[Dataset items]
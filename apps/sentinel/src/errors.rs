use thiserror::Error;

use crate::llm_client::LlmError;
use crate::notify::MailError;
use crate::schedule::crontab::CrontabError;
use crate::scraping::apify::ApifyError;

/// Top-level error type for the sentinel binary.
/// Each variant maps to a distinct process exit code.
#[derive(Debug, Error)]
pub enum SentinelError {
    #[error("Configuration error: {0}")]
    Config(String),

    #[error("Database error: {0}")]
    Database(#[from] sqlx::Error),

    #[error("Scraper error: {0}")]
    Scraper(#[from] ApifyError),

    #[error("LLM error: {0}")]
    Llm(#[from] LlmError),

    #[error("Email error: {0}")]
    Mail(#[from] MailError),

    #[error("Crontab error: {0}")]
    Crontab(#[from] CrontabError),

    #[error("Snapshot I/O error: {0}")]
    Io(#[from] std::io::Error),

    #[error("Serialization error: {0}")]
    Serialization(String),

    #[error("Aborted by user")]
    Aborted,

    #[error("Internal error: {0}")]
    Internal(#[from] anyhow::Error),
}

impl SentinelError {
    /// Process exit code for this error.
    pub fn exit_code(&self) -> i32 {
        match self {
            SentinelError::Config(_) => 2,
            SentinelError::Database(_) => 3,
            SentinelError::Scraper(_) | SentinelError::Llm(_) | SentinelError::Mail(_) => 4,
            SentinelError::Crontab(_) => 5,
            SentinelError::Io(_) | SentinelError::Serialization(_) => 6,
            SentinelError::Aborted => 130,
            SentinelError::Internal(_) => 1,
        }
    }
}

impl From<serde_json::Error> for SentinelError {
    fn from(e: serde_json::Error) -> Self {
        SentinelError::Serialization(e.to_string())
    }
}

impl From<csv::Error> for SentinelError {
    fn from(e: csv::Error) -> Self {
        SentinelError::Serialization(e.to_string())
    }
}

#[cfg(test)]
mod tests {
    use super::*;

    #[test]
    fn test_exit_codes_are_distinct_for_fatal_classes() {
        assert_eq!(SentinelError::Config("x".into()).exit_code(), 2);
        assert_eq!(
            SentinelError::Crontab(CrontabError::Write {
                code: Some(1),
                stderr: "bad".into()
            })
            .exit_code(),
            5
        );
        assert_eq!(SentinelError::Aborted.exit_code(), 130);
        assert_ne!(SentinelError::Internal(anyhow::anyhow!("x")).exit_code(), 0);
    }

    #[test]
    fn test_json_errors_become_serialization() {
        let err: SentinelError = serde_json::from_str::<u32>("nope").unwrap_err().into();
        assert!(matches!(err, SentinelError::Serialization(_)));
    }
}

**Action item:** What lines above contain the word "crate"? Please copy each one.

**Result for this exercise:**
use crate::llm_client::LlmError;
use crate::notify::MailError;
use crate::schedule::crontab::CrontabError;
use crate::scraping::apify::ApifyError;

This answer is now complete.